Just before daylight on 27th September, the timed mines went off in a series of seven explosions. Each explosion accounted for a ship, together totaling more than 26,000 tons of shipping – more than any single Royal Australian Navy vessel sank throughout the war. “The sirens and noise,” read the official report on the operation, “continued most of the morning of the 27th September,” while small vessels raced to contain the damage and Japanese forces launched a furious search for the attackers.
But the attackers, who’d watched the destruction from afar, had already taken off for Pompong Island, their rendezvous with the Krait.
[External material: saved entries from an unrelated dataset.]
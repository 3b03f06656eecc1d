//! App Core for navdesk.
//!
//! Central struct holding the configuration, the JSON store, the asset
//! manager and the session store.

use crate::config::NavdeskConfig;
use crate::managers::asset_manager::AssetManager;
use crate::managers::bookmark_manager::BookmarkManager;
use crate::managers::category_manager::CategoryManager;
use crate::managers::session_manager::{SessionManager, SessionManagerTrait};
use crate::services::identity::IdentityProvider;
use crate::services::settings_engine::SettingsEngine;
use crate::storage::JsonStore;
use crate::types::errors::{NavError, StorageError};
use crate::types::user::Actor;

/// Central application struct.
///
/// Category, bookmark, settings and identity services borrow the store and
/// are created on demand; none of them caches collection state.
pub struct App {
    pub config: NavdeskConfig,
    pub store: JsonStore,
    pub assets: AssetManager,
    pub sessions: SessionManager,
}

impl App {
    /// Creates the app and seeds the data directory if it is new.
    pub fn new(config: NavdeskConfig) -> Result<Self, StorageError> {
        let store = JsonStore::new(&config.data_root);
        store.init()?;
        let assets = AssetManager::new(&config);
        let sessions = SessionManager::new(config.session_ttl_days);
        Ok(Self {
            config,
            store,
            assets,
            sessions,
        })
    }

    pub fn categories(&self) -> CategoryManager<'_> {
        CategoryManager::new(&self.store, &self.assets)
    }

    pub fn bookmarks(&self) -> BookmarkManager<'_> {
        BookmarkManager::new(&self.store, &self.assets)
    }

    pub fn settings(&self) -> SettingsEngine<'_> {
        SettingsEngine::new(&self.store)
    }

    pub fn identity(&self) -> IdentityProvider<'_> {
        IdentityProvider::new(&self.store)
    }

    /// Resolves a session token into the actor it belongs to.
    pub fn require_actor(&mut self, token: Option<&str>) -> Result<Actor, NavError> {
        token
            .and_then(|t| self.sessions.resolve(t))
            .map(|session| session.actor)
            .ok_or(NavError::Unauthorized)
    }
}
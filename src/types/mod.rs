// navdesk shared type definitions
// Each submodule defines types used across the application.

pub mod bookmark;
pub mod category;
pub mod errors;
pub mod settings;
pub mod timestamp;
pub mod user;
//! navdesk RPC Server: JSON-RPC over stdin/stdout.
//!
//! Protocol: one JSON object per line (newline-delimited JSON).
//! Request:  {"id":1, "method":"bookmark.create", "params":{"token":"...","name":"...","url":"...","category":"..."}}
//! Response: {"id":1, "result":{...}} or {"id":1, "error":"..."}
//!
//! Logs go to stderr; stdout carries only protocol frames.
//!
//! `navdesk-rpc hash-password <password>` prints a PBKDF2 hash suitable for
//! the `password` field of users.json and exits.

use std::io::{self, BufRead, Write};
use std::process::ExitCode;
use std::sync::Mutex;
use std::time::Instant;

use navdesk::app::App;
use navdesk::config::NavdeskConfig;
use navdesk::rpc_handler::handle_method;
use navdesk::services::identity::hash_password;

use serde_json::{json, Value};
use tracing::{debug, error, info, warn};
use tracing_subscriber::EnvFilter;

/// Simple rate limiter: max requests per second.
struct RateLimiter {
    window_start: Instant,
    request_count: u32,
    max_per_second: u32,
}

impl RateLimiter {
    fn new(max_per_second: u32) -> Self {
        Self { window_start: Instant::now(), request_count: 0, max_per_second }
    }

    /// Returns true if the request is allowed, false if rate-limited.
    fn check(&mut self) -> bool {
        if self.window_start.elapsed().as_secs() >= 1 {
            self.window_start = Instant::now();
            self.request_count = 0;
        }
        self.request_count += 1;
        self.request_count <= self.max_per_second
    }
}

fn init_logging(config: &NavdeskConfig) {
    let filter = EnvFilter::try_new(&config.log_filter).unwrap_or_else(|_| EnvFilter::new("info"));
    tracing_subscriber::fmt()
        .with_env_filter(filter)
        .with_writer(io::stderr)
        .init();
}

fn emit(frame: &Value) -> io::Result<()> {
    let mut out = io::stdout().lock();
    writeln!(out, "{}", frame)?;
    out.flush()
}

fn main() -> ExitCode {
    let args: Vec<String> = std::env::args().collect();
    if args.get(1).map(String::as_str) == Some("hash-password") {
        let Some(password) = args.get(2) else {
            eprintln!("usage: navdesk-rpc hash-password <password>");
            return ExitCode::FAILURE;
        };
        return match hash_password(password) {
            Ok(hash) => {
                println!("{}", hash);
                ExitCode::SUCCESS
            }
            Err(_) => {
                eprintln!("failed to hash password");
                ExitCode::FAILURE
            }
        };
    }

    let config = NavdeskConfig::from_env();
    init_logging(&config);

    let rate_limit = config.rate_limit_per_second;
    let data_root = config.data_root.display().to_string();
    let app = match App::new(config) {
        Ok(app) => Mutex::new(app),
        Err(e) => {
            error!(error = %e, "failed to initialize data directory");
            return ExitCode::FAILURE;
        }
    };
    info!(data_root = %data_root, "navdesk ready");

    let ready = json!({"event": "ready", "version": env!("CARGO_PKG_VERSION")});
    if emit(&ready).is_err() {
        return ExitCode::FAILURE;
    }

    let mut rate_limiter = RateLimiter::new(rate_limit);

    let stdin = io::stdin();
    for line in stdin.lock().lines() {
        let line = match line {
            Ok(l) => l,
            Err(_) => break,
        };
        if line.trim().is_empty() {
            continue;
        }

        let req: Value = match serde_json::from_str(&line) {
            Ok(v) => v,
            Err(e) => {
                warn!(error = %e, "unparseable request");
                if emit(&json!({"id": null, "error": format!("parse error: {}", e)})).is_err() {
                    break;
                }
                continue;
            }
        };

        let id = req.get("id").cloned().unwrap_or(Value::Null);

        if !rate_limiter.check() {
            if emit(&json!({"id": id, "error": "rate limit exceeded"})).is_err() {
                break;
            }
            continue;
        }

        let method = req.get("method").and_then(|v| v.as_str()).unwrap_or("");
        let params = req.get("params").cloned().unwrap_or(json!({}));

        debug!(method, "request");
        let response = match handle_method(&app, method, &params) {
            Ok(val) => json!({"id": id, "result": val}),
            Err(err) => json!({"id": id, "error": err}),
        };
        if emit(&response).is_err() {
            break;
        }
    }

    info!("stdin closed, shutting down");
    ExitCode::SUCCESS
}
By the night of 3rd October, all three folboat crews had been collected. Carse recorded “Picked up remainder of personnel and returned down Strait. Well we are on our way home. Thank God!”
The Legend of the Krait
A key objective of Operation Jaywick was propaganda value, to show demoralised Allied personnel that the Japanese were not invincible, but the operation was kept secret. Still, it had been a resounding success, and among the first attacks of its kind, setting the stage for many more raids to come.
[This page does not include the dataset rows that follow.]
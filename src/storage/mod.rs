//! navdesk persistence layer.
//!
//! Every collection lives in one whole-file JSON document under the data root.
//! Nothing is cached: each call re-reads or rewrites the full file.
//!
//! # Usage
//!
//! ```no_run
//! use navdesk::storage::{JsonStore, Repository};
//!
//! let store = JsonStore::new("./data");
//! store.init().expect("failed to seed data directory");
//!
//! let mut categories = store.load_categories().expect("failed to load categories");
//! categories.retain(|c| c.name != "Old");
//! store.save_categories(&categories).expect("failed to save categories");
//! ```

pub mod json_store;

pub use json_store::{DataFile, JsonStore};

use crate::types::bookmark::Bookmark;
use crate::types::category::Category;
use crate::types::errors::StorageError;
use crate::types::settings::Settings;
use crate::types::user::UserDirectory;

/// Read-modify-write access to the persisted collections.
///
/// Lifecycle managers depend on this trait only, so the backing store can be
/// swapped without touching validation or asset logic.
pub trait Repository {
    fn load_categories(&self) -> Result<Vec<Category>, StorageError>;
    fn save_categories(&self, categories: &[Category]) -> Result<(), StorageError>;
    fn load_bookmarks(&self) -> Result<Vec<Bookmark>, StorageError>;
    fn save_bookmarks(&self, bookmarks: &[Bookmark]) -> Result<(), StorageError>;
    /// Returns the default record when no settings have been saved yet.
    fn load_settings(&self) -> Result<Settings, StorageError>;
    /// Stamps `updated_at` before writing.
    fn save_settings(&self, settings: &Settings) -> Result<Settings, StorageError>;
    fn load_users(&self) -> Result<UserDirectory, StorageError>;
}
Moreover, it hadn’t been a complete secret: the Naval Board report on Operation Jaywick noted that some Malays “appeared to take great delight in imitating the noise of the explosions, while raising both hands upwards and outward presumably in imitation of the effect of the explosions.” And while the crew of the Krait returned with no losses and to great acclaim, the same couldn’t be said for local Singaporeans. Because the Allies didn’t acknowledge their involvement, Japanese occupiers assumed Jaywick was the work of local resistance groups and launched a round of reprisals, killing and torturing civilians.
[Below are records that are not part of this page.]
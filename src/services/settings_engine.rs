// navdesk Settings Engine
// Reads and updates the site-wide display settings kept in settings.json.
// Reads fall back to defaults when the file does not exist yet.

use tracing::info;

use crate::storage::Repository;
use crate::types::errors::{NavError, ValidationReason};
use crate::types::settings::{Settings, SettingsUpdate, ThemeMode};
use crate::types::user::Actor;

/// Maximum site title length, in characters.
pub const MAX_SITE_TITLE_CHARS: usize = 50;

/// Inclusive bounds for each numeric layout field.
pub const CARD_WIDTH_RANGE: (i64, i64) = (120, 300);
pub const CARD_HEIGHT_RANGE: (i64, i64) = (60, 150);
pub const ICON_SIZE_RANGE: (i64, i64) = (24, 80);
pub const SIDEBAR_WIDTH_RANGE: (i64, i64) = (50, 600);

/// Trait defining the settings engine interface.
pub trait SettingsEngineTrait {
    fn get_settings(&self) -> Result<Settings, NavError>;
    fn update_settings(&mut self, update: &SettingsUpdate, actor: &Actor) -> Result<Settings, NavError>;
    fn reset(&mut self, actor: &Actor) -> Result<Settings, NavError>;
}

/// Settings engine backed by the repository.
pub struct SettingsEngine<'a> {
    repo: &'a dyn Repository,
}

impl<'a> SettingsEngine<'a> {
    pub fn new(repo: &'a dyn Repository) -> Self {
        Self { repo }
    }
}

fn check_range(field: &str, value: i64, (min, max): (i64, i64)) -> Result<(), NavError> {
    if value < min || value > max {
        return Err(ValidationReason::OutOfRange(format!(
            "{} must be between {} and {}, got {}",
            field, min, max, value
        ))
        .into());
    }
    Ok(())
}

/// Validates a raw update and converts it into a settings record.
///
/// The title is stored trimmed.
pub fn validate_update(update: &SettingsUpdate) -> Result<Settings, NavError> {
    let title = update.site_title.trim();
    if title.is_empty() || title.chars().count() > MAX_SITE_TITLE_CHARS {
        return Err(ValidationReason::OutOfRange(format!(
            "siteTitle must be 1 to {} characters",
            MAX_SITE_TITLE_CHARS
        ))
        .into());
    }
    check_range("cardWidth", update.card_width, CARD_WIDTH_RANGE)?;
    check_range("cardHeight", update.card_height, CARD_HEIGHT_RANGE)?;
    check_range("iconWidth", update.icon_width, ICON_SIZE_RANGE)?;
    check_range("iconHeight", update.icon_height, ICON_SIZE_RANGE)?;
    check_range("sidebarWidth", update.sidebar_width, SIDEBAR_WIDTH_RANGE)?;
    let theme = ThemeMode::parse(&update.theme).ok_or_else(|| {
        ValidationReason::OutOfRange(format!("theme must be auto, light or dark, got {:?}", update.theme))
    })?;

    Ok(Settings {
        site_title: title.to_string(),
        card_width: update.card_width,
        card_height: update.card_height,
        icon_width: update.icon_width,
        icon_height: update.icon_height,
        sidebar_width: update.sidebar_width,
        theme,
        updated_at: None,
    })
}

impl<'a> SettingsEngineTrait for SettingsEngine<'a> {
    fn get_settings(&self) -> Result<Settings, NavError> {
        Ok(self.repo.load_settings()?)
    }

    fn update_settings(&mut self, update: &SettingsUpdate, actor: &Actor) -> Result<Settings, NavError> {
        let settings = validate_update(update)?;
        let saved = self.repo.save_settings(&settings)?;
        info!(actor = %actor.username, title = %saved.site_title, "settings updated");
        Ok(saved)
    }

    /// Restores factory defaults and saves them.
    fn reset(&mut self, actor: &Actor) -> Result<Settings, NavError> {
        let saved = self.repo.save_settings(&Settings::default())?;
        info!(actor = %actor.username, "settings reset to defaults");
        Ok(saved)
    }
}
Many of the Jaywick operatives would meet tragic and violent ends as the war drew on. Bill Reynolds was assigned to intelligence work, captured, and taken to Java in 1944. He was shot in August. Ivan Lyon would go on to many more special operations. His last would be Operation Rimau, a larger imitation of Jaywick carried out in October 1944 along with five other Jaywick veterans.
After inflicting limited damage on Japanese shipping, Lyon and a few other men fled to the small island of Soreh to the south of Singapore. In the evening of 16th October, he and two others held off a Japanese search party for hours, killing many from the treetops with silenced Sten guns and hand grenades. The sole survivor of the group, Corporal Clair Stewart, was captured and eventually beheaded on 7th July 1945 – less than a month before the Japanese surrender. Davidson, Page, Falls, Huston, and Marsh were also presumed killed during Rimau.
The Krait was turned over to the maritime arm of the SOE for further clandestine use. It was later repurposed for coast guard duties until it was acquired by the Australian War Memorial in 1985. From 1988, it was quietly displayed in Sydney, less popular with visitors than the World War II destroyer HMAS Vampire or the replica of HMS Endeavour. In 2015, however, growing recognition of the importance of the vessel and its crew’s achievement led to plans to restore the Krait, both to preserve it and to present it as it would have appeared over 70 years before.
The surviving crew were dispersed back to their units. All were decorated, but the operation wouldn’t be made public until 1946, when the Australian government acknowledged the “outstanding bravery and devotion to duty under circumstances of extreme hazard” shown by the crew of the Krait. Some of the Jaywick veterans would later help with the recording of the event and with the restoration of their boat. All of them were exceptionally proud of what they’d accomplished. As former Able Seaman Berryman later noted, “Nobody in the history of the world had ever gone that far into enemy territory and come out alive.”